Set down the entries once more, exactly as given.

[Saved entries]
Segment Open

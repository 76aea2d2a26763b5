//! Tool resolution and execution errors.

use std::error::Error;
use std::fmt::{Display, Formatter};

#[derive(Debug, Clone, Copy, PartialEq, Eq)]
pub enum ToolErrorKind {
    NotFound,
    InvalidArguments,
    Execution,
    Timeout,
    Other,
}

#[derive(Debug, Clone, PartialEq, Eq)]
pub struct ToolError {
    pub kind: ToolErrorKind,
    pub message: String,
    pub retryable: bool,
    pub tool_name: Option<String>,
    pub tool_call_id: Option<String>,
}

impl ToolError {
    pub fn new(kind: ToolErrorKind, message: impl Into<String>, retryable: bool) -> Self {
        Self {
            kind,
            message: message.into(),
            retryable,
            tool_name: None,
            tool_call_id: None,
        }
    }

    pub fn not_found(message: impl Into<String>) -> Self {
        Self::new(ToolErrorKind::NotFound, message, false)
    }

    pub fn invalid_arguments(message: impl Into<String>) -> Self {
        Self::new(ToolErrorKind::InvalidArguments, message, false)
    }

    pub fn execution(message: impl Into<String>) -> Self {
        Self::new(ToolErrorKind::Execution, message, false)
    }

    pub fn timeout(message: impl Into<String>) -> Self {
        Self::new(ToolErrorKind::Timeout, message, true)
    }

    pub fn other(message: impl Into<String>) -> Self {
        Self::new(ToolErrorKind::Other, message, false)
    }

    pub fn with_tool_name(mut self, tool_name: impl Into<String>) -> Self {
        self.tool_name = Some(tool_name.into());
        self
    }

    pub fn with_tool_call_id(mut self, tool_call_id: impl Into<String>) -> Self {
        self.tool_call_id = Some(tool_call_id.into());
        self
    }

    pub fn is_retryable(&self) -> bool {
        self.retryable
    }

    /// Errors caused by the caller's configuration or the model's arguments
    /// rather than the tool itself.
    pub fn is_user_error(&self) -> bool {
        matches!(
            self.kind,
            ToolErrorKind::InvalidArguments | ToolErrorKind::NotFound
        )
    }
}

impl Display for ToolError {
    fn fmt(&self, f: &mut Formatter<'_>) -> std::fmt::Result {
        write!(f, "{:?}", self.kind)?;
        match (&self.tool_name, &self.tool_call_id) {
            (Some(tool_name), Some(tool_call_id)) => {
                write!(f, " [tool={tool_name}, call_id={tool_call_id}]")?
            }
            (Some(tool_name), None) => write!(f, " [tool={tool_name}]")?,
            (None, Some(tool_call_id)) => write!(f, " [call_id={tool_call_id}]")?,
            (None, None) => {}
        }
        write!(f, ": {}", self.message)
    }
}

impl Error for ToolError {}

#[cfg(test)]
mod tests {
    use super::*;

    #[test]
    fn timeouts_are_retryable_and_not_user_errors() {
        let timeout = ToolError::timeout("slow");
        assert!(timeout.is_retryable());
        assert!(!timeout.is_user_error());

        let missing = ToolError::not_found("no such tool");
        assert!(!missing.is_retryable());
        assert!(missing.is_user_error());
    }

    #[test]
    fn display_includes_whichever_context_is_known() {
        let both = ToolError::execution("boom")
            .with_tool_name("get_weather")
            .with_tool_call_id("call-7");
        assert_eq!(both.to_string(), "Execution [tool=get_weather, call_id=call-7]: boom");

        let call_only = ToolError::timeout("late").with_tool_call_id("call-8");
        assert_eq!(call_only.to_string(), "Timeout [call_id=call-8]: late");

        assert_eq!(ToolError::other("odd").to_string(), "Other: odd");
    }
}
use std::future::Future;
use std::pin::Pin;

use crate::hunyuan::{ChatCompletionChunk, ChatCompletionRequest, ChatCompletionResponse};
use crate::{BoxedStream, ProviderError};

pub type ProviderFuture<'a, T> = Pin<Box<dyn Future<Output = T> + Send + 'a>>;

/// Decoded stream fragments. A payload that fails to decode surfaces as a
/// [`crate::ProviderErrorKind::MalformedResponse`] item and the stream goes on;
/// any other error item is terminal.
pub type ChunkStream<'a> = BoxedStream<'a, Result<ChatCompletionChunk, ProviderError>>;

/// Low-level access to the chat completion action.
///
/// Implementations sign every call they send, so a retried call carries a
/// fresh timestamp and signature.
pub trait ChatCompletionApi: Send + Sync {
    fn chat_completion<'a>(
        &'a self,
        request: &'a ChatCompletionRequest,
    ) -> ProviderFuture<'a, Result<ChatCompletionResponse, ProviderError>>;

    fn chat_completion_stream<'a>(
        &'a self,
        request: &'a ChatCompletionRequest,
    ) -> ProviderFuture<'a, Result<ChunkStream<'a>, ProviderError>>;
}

Segment Closed

WRITTEN SOLUTION:
repository 76aea2d2a26763b5
//! Tool resolution and execution errors.

use std::error::Error;
use std::fmt::{Display, Formatter};

#[derive(Debug, Clone, Copy, PartialEq, Eq)]
pub enum ToolErrorKind {
    NotFound,
    InvalidArguments,
    Execution,
    Timeout,
    Other,
}

#[derive(Debug, Clone, PartialEq, Eq)]
pub struct ToolError {
    pub kind: ToolErrorKind,
    pub message: String,
    pub retryable: bool,
    pub tool_name: Option<String>,
    pub tool_call_id: Option<String>,
}

impl ToolError {
    pub fn new(kind: ToolErrorKind, message: impl Into<String>, retryable: bool) -> Self {
        Self {
            kind,
            message: message.into(),
            retryable,
            tool_name: None,
            tool_call_id: None,
        }
    }

    pub fn not_found(message: impl Into<String>) -> Self {
        Self::new(ToolErrorKind::NotFound, message, false)
    }

    pub fn invalid_arguments(message: impl Into<String>) -> Self {
        Self::new(ToolErrorKind::InvalidArguments, message, false)
    }

    pub fn execution(message: impl Into<String>) -> Self {
        Self::new(ToolErrorKind::Execution, message, false)
    }

    pub fn timeout(message: impl Into<String>) -> Self {
        Self::new(ToolErrorKind::Timeout, message, true)
    }

    pub fn other(message: impl Into<String>) -> Self {
        Self::new(ToolErrorKind::Other, message, false)
    }

    pub fn with_tool_name(mut self, tool_name: impl Into<String>) -> Self {
        self.tool_name = Some(tool_name.into());
        self
    }

    pub fn with_tool_call_id(mut self, tool_call_id: impl Into<String>) -> Self {
        self.tool_call_id = Some(tool_call_id.into());
        self
    }

    pub fn is_retryable(&self) -> bool {
        self.retryable
    }

    /// Errors caused by the caller's configuration or the model's arguments
    /// rather than the tool itself.
    pub fn is_user_error(&self) -> bool {
        matches!(
            self.kind,
            ToolErrorKind::InvalidArguments | ToolErrorKind::NotFound
        )
    }
}

impl Display for ToolError {
    fn fmt(&self, f: &mut Formatter<'_>) -> std::fmt::Result {
        write!(f, "{:?}", self.kind)?;
        match (&self.tool_name, &self.tool_call_id) {
            (Some(tool_name), Some(tool_call_id)) => {
                write!(f, " [tool={tool_name}, call_id={tool_call_id}]")?
            }
            (Some(tool_name), None) => write!(f, " [tool={tool_name}]")?,
            (None, Some(tool_call_id)) => write!(f, " [call_id={tool_call_id}]")?,
            (None, None) => {}
        }
        write!(f, ": {}", self.message)
    }
}

impl Error for ToolError {}

#[cfg(test)]
mod tests {
    use super::*;

    #[test]
    fn timeouts_are_retryable_and_not_user_errors() {
        let timeout = ToolError::timeout("slow");
        assert!(timeout.is_retryable());
        assert!(!timeout.is_user_error());

        let missing = ToolError::not_found("no such tool");
        assert!(!missing.is_retryable());
        assert!(missing.is_user_error());
    }

    #[test]
    fn display_includes_whichever_context_is_known() {
        let both = ToolError::execution("boom")
            .with_tool_name("get_weather")
            .with_tool_call_id("call-7");
        assert_eq!(both.to_string(), "Execution [tool=get_weather, call_id=call-7]: boom");

        let call_only = ToolError::timeout("late").with_tool_call_id("call-8");
        assert_eq!(call_only.to_string(), "Timeout [call_id=call-8]: late");

        assert_eq!(ToolError::other("odd").to_string(), "Other: odd");
    }
}
use std::future::Future;
use std::pin::Pin;

use crate::hunyuan::{ChatCompletionChunk, ChatCompletionRequest, ChatCompletionResponse};
use crate::{BoxedStream, ProviderError};

pub type ProviderFuture<'a, T> = Pin<Box<dyn Future<Output = T> + Send + 'a>>;

/// Decoded stream fragments. A payload that fails to decode surfaces as a
/// [`crate::ProviderErrorKind::MalformedResponse`] item and the stream goes on;
/// any other error item is terminal.
pub type ChunkStream<'a> = BoxedStream<'a, Result<ChatCompletionChunk, ProviderError>>;

/// Low-level access to the chat completion action.
///
/// Implementations sign every call they send, so a retried call carries a
/// fresh timestamp and signature.
pub trait ChatCompletionApi: Send + Sync {
    fn chat_completion<'a>(
        &'a self,
        request: &'a ChatCompletionRequest,
    ) -> ProviderFuture<'a, Result<ChatCompletionResponse, ProviderError>>;

    fn chat_completion_stream<'a>(
        &'a self,
        request: &'a ChatCompletionRequest,
    ) -> ProviderFuture<'a, Result<ChunkStream<'a>, ProviderError>>;
}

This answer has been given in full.